**Your task**
Needed from the data below: all lines that contain the word "EventNotFound".

--- Data ---

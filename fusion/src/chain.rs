//! The capabilities the coordinator needs from a chain.
//!
//! Adapters implement [`ChainClient`] for submitting and observing
//! transactions and [`CallEncoder`] for turning typed calls into chain
//! specific payloads. Deterministic rejections are reported as [`Revert`]
//! inside the returned `anyhow::Error`, everything else is considered
//! transient.

use crate::{
    escrow::EscrowError,
    ethereum::{keccak256, Hash, U256},
    immutables::{DstEscrowCreated, Immutables, SrcEscrowCreated},
    order::CrossChainOrder,
    signer::Signature,
    Secret, Side, Timestamp,
};
use async_trait::async_trait;
use serde::{Deserialize, Serialize};
use std::{fmt, time::Duration};
use tokio::time::{sleep, timeout};

#[derive(Clone, Copy, Debug, PartialEq, Eq, Hash, Serialize, Deserialize)]
pub struct TxRef(pub Hash);

#[derive(Clone, Copy, Debug, PartialEq, Eq, Hash, Serialize, Deserialize)]
pub struct BlockRef(pub Hash);

/// Identifies an escrow on its chain, a contract address on EVM chains and
/// an object id on Sui.
#[derive(Clone, Copy, Debug, PartialEq, Eq, Hash, Serialize, Deserialize)]
pub struct EscrowHandle(pub Hash);

impl fmt::Display for TxRef {
    fn fmt(&self, f: &mut fmt::Formatter<'_>) -> fmt::Result {
        self.0.fmt(f)
    }
}

impl fmt::Display for BlockRef {
    fn fmt(&self, f: &mut fmt::Formatter<'_>) -> fmt::Result {
        self.0.fmt(f)
    }
}

impl fmt::Display for EscrowHandle {
    fn fmt(&self, f: &mut fmt::Formatter<'_>) -> fmt::Result {
        self.0.fmt(f)
    }
}

#[derive(Clone, Copy, Debug, PartialEq, Eq, Serialize, Deserialize)]
pub struct Receipt {
    pub tx: TxRef,
    pub block: BlockRef,
    pub block_time: Timestamp,
    /// The escrow created by the transaction, if the chain reports created
    /// objects.
    pub created: Option<EscrowHandle>,
}

/// Topic of an event, the keccak-256 hash of its signature.
#[derive(Clone, Copy, Debug, PartialEq, Eq, Hash, Serialize, Deserialize)]
pub struct EventSelector(pub Hash);

impl EventSelector {
    pub fn src_escrow_created() -> Self {
        EventSelector(keccak256(
            b"SrcEscrowCreated((bytes32,bytes32,uint256,uint256,uint256,uint256,uint256),(uint256,uint256,uint256,uint256,uint256))",
        ))
    }

    pub fn dst_escrow_created() -> Self {
        EventSelector(keccak256(b"DstEscrowCreated(address,bytes32,uint256)"))
    }
}

impl fmt::Display for EventSelector {
    fn fmt(&self, f: &mut fmt::Formatter<'_>) -> fmt::Result {
        self.0.fmt(f)
    }
}

#[derive(Clone, Debug, PartialEq, Eq, Serialize, Deserialize)]
pub struct EventData {
    pub selector: EventSelector,
    pub emitter: EscrowHandle,
    pub data: Vec<u8>,
}

/// How the destination safety deposit is provided.
#[derive(Clone, Copy, Debug, PartialEq, Eq, Serialize, Deserialize)]
pub enum DepositHandle {
    /// Native value attached to the transaction.
    Attached(U256),
    /// A coin object split off beforehand.
    Object(Hash),
}

/// A chain specific transaction body.
#[derive(Clone, Debug, PartialEq, Eq, Serialize, Deserialize)]
pub struct Payload {
    pub to: U256,
    pub value: U256,
    pub data: Vec<u8>,
}

/// The typed contract calls the coordinator makes.
#[derive(Clone, Debug, PartialEq, Serialize, Deserialize)]
pub enum Call {
    DeploySrc {
        order: CrossChainOrder,
        signature: Signature,
        taker_traits: U256,
        args: Vec<u8>,
        amount: U256,
        safety_deposit: U256,
    },
    DeployDst {
        immutables: Immutables,
        token: U256,
        src_cancellation: Timestamp,
        deposit: DepositHandle,
        amount: U256,
        taker_traits: U256,
    },
    Withdraw {
        side: Side,
        escrow: EscrowHandle,
        secret: Secret,
        immutables: Immutables,
    },
    Cancel {
        side: Side,
        escrow: EscrowHandle,
        immutables: Immutables,
    },
}

impl Call {
    pub fn name(&self) -> &'static str {
        match self {
            Call::DeploySrc { .. } => "deploy_src",
            Call::DeployDst { .. } => "deploy_dst",
            Call::Withdraw { .. } => "withdraw",
            Call::Cancel { .. } => "cancel",
        }
    }
}

pub trait CallEncoder: Send + Sync {
    fn encode(&self, call: &Call) -> anyhow::Result<Payload>;
    fn decode_src_escrow_created(&self, event: &EventData) -> anyhow::Result<SrcEscrowCreated>;
    fn decode_dst_escrow_created(&self, event: &EventData) -> anyhow::Result<DstEscrowCreated>;
}

#[async_trait]
pub trait ChainClient: Send + Sync {
    async fn submit_transaction(&self, payload: Payload) -> anyhow::Result<TxRef>;
    /// Resolves once the transaction is included, may never resolve if it is
    /// not.
    async fn await_confirmation(&self, tx: TxRef) -> anyhow::Result<Receipt>;
    async fn read_event(
        &self,
        block: BlockRef,
        selector: EventSelector,
    ) -> anyhow::Result<Option<EventData>>;
    async fn current_time(&self) -> anyhow::Result<Timestamp>;
}

/// A deterministic rejection by a contract. Retrying will fail the same way.
#[derive(Clone, Debug, thiserror::Error, PartialEq, Eq)]
pub enum Revert {
    #[error("fill rejected: {0}")]
    FillRejected(String),
    #[error("escrow {0} already exists")]
    AlreadyDeployed(EscrowHandle),
    #[error("escrow rejected the call")]
    Escrow(#[from] EscrowError),
    #[error("destination cancellation must not start after source cancellation")]
    InvalidCreationTime,
    #[error("immutables do not hash to the escrow's stored hash")]
    InvalidImmutables,
    #[error("unknown escrow {0}")]
    UnknownEscrow(EscrowHandle),
    #[error("insufficient balance")]
    InsufficientBalance,
}

#[derive(Debug, thiserror::Error)]
pub enum ChainErrorKind {
    #[error("transaction rejected")]
    Rejected(#[source] Revert),
    #[error("transaction not confirmed within {0:?}")]
    ConfirmationTimeout(Duration),
    #[error("event {0} not found")]
    EventNotFound(EventSelector),
    #[error("event {selector} could not be decoded")]
    MalformedEvent {
        selector: EventSelector,
        #[source]
        source: anyhow::Error,
    },
    #[error("chain client failed")]
    Transport(#[source] anyhow::Error),
}

impl ChainErrorKind {
    /// Splits an adapter error into deterministic rejections and transient
    /// failures.
    pub fn classify(error: anyhow::Error) -> Self {
        match error.downcast::<Revert>() {
            Ok(revert) => ChainErrorKind::Rejected(revert),
            Err(error) => ChainErrorKind::Transport(error),
        }
    }

    /// An event that was found but does not decode will not decode on the
    /// next read either.
    pub fn is_transient(&self) -> bool {
        !matches!(
            self,
            ChainErrorKind::Rejected(_) | ChainErrorKind::MalformedEvent { .. }
        )
    }
}

/// Waits for inclusion of `tx`, giving up after `max_wait`.
pub async fn confirm<C>(client: &C, tx: TxRef, max_wait: Duration) -> Result<Receipt, ChainErrorKind>
where
    C: ChainClient + ?Sized,
{
    match timeout(max_wait, client.await_confirmation(tx)).await {
        Ok(Ok(receipt)) => Ok(receipt),
        Ok(Err(e)) => Err(ChainErrorKind::classify(e)),
        Err(_elapsed) => Err(ChainErrorKind::ConfirmationTimeout(max_wait)),
    }
}

/// Reads an event, polling a bounded number of times in case the node has not
/// indexed the block yet.
#[tracing::instrument(name = "watch_for_event", skip(client, poll_interval))]
pub async fn watch_for_event<C>(
    client: &C,
    block: BlockRef,
    selector: EventSelector,
    poll_interval: Duration,
    attempts: u32,
) -> Result<EventData, ChainErrorKind>
where
    C: ChainClient + ?Sized,
{
    for attempt in 1..=attempts.max(1) {
        match client.read_event(block, selector).await {
            Ok(Some(event)) => return Ok(event),
            Ok(None) => tracing::trace!("event not found on attempt {}", attempt),
            Err(e) => return Err(ChainErrorKind::classify(e)),
        }

        if attempt < attempts {
            sleep(poll_interval).await;
        }
    }

    Err(ChainErrorKind::EventNotFound(selector))
}

#[cfg(test)]
mod tests {
    use super::*;
    use std::sync::{
        atomic::{AtomicU32, Ordering},
        Arc,
    };

    #[derive(Clone, Default)]
    struct FakeClient {
        reads: Arc<AtomicU32>,
        found_after: u32,
        hang: bool,
    }

    #[async_trait]
    impl ChainClient for FakeClient {
        async fn submit_transaction(&self, _: Payload) -> anyhow::Result<TxRef> {
            Ok(TxRef(Hash::ZERO))
        }

        async fn await_confirmation(&self, tx: TxRef) -> anyhow::Result<Receipt> {
            if self.hang {
                futures::future::pending::<()>().await;
            }

            Err(anyhow::Error::new(Revert::FillRejected(format!("{}", tx))))
        }

        async fn read_event(
            &self,
            _: BlockRef,
            selector: EventSelector,
        ) -> anyhow::Result<Option<EventData>> {
            let reads = self.reads.fetch_add(1, Ordering::SeqCst) + 1;
            if reads < self.found_after {
                return Ok(None);
            }

            Ok(Some(EventData {
                selector,
                emitter: EscrowHandle(Hash::ZERO),
                data: vec![],
            }))
        }

        async fn current_time(&self) -> anyhow::Result<Timestamp> {
            Ok(Timestamp::from(0))
        }
    }

    #[tokio::test]
    async fn confirmation_is_bounded() {
        let client = FakeClient {
            hang: true,
            ..FakeClient::default()
        };

        let result = confirm(&client, TxRef(Hash::ZERO), Duration::from_millis(10)).await;

        assert!(matches!(
            result,
            Err(ChainErrorKind::ConfirmationTimeout(_))
        ));
    }

    #[tokio::test]
    async fn reverts_are_not_transient() {
        let client = FakeClient::default();

        let error = confirm(&client, TxRef(Hash::ZERO), Duration::from_secs(1))
            .await
            .unwrap_err();

        assert!(matches!(
            error,
            ChainErrorKind::Rejected(Revert::FillRejected(_))
        ));
        assert!(!error.is_transient());
    }

    #[tokio::test]
    async fn event_is_polled_until_found() {
        let client = FakeClient {
            found_after: 3,
            ..FakeClient::default()
        };

        let event = watch_for_event(
            &client,
            BlockRef(Hash::ZERO),
            EventSelector::src_escrow_created(),
            Duration::from_millis(1),
            5,
        )
        .await
        .unwrap();

        assert_eq!(event.selector, EventSelector::src_escrow_created());
        assert_eq!(client.reads.load(Ordering::SeqCst), 3);
    }

    #[tokio::test]
    async fn missing_event_is_reported_after_bounded_polling() {
        let client = FakeClient {
            found_after: 10,
            ..FakeClient::default()
        };

        let error = watch_for_event(
            &client,
            BlockRef(Hash::ZERO),
            EventSelector::src_escrow_created(),
            Duration::from_millis(1),
            3,
        )
        .await
        .unwrap_err();

        assert!(matches!(error, ChainErrorKind::EventNotFound(_)));
        assert!(error.is_transient());
    }
}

---

**Output for this exercise**
    EventNotFound(EventSelector),
    Err(ChainErrorKind::EventNotFound(selector))
        assert!(matches!(error, ChainErrorKind::EventNotFound(_)));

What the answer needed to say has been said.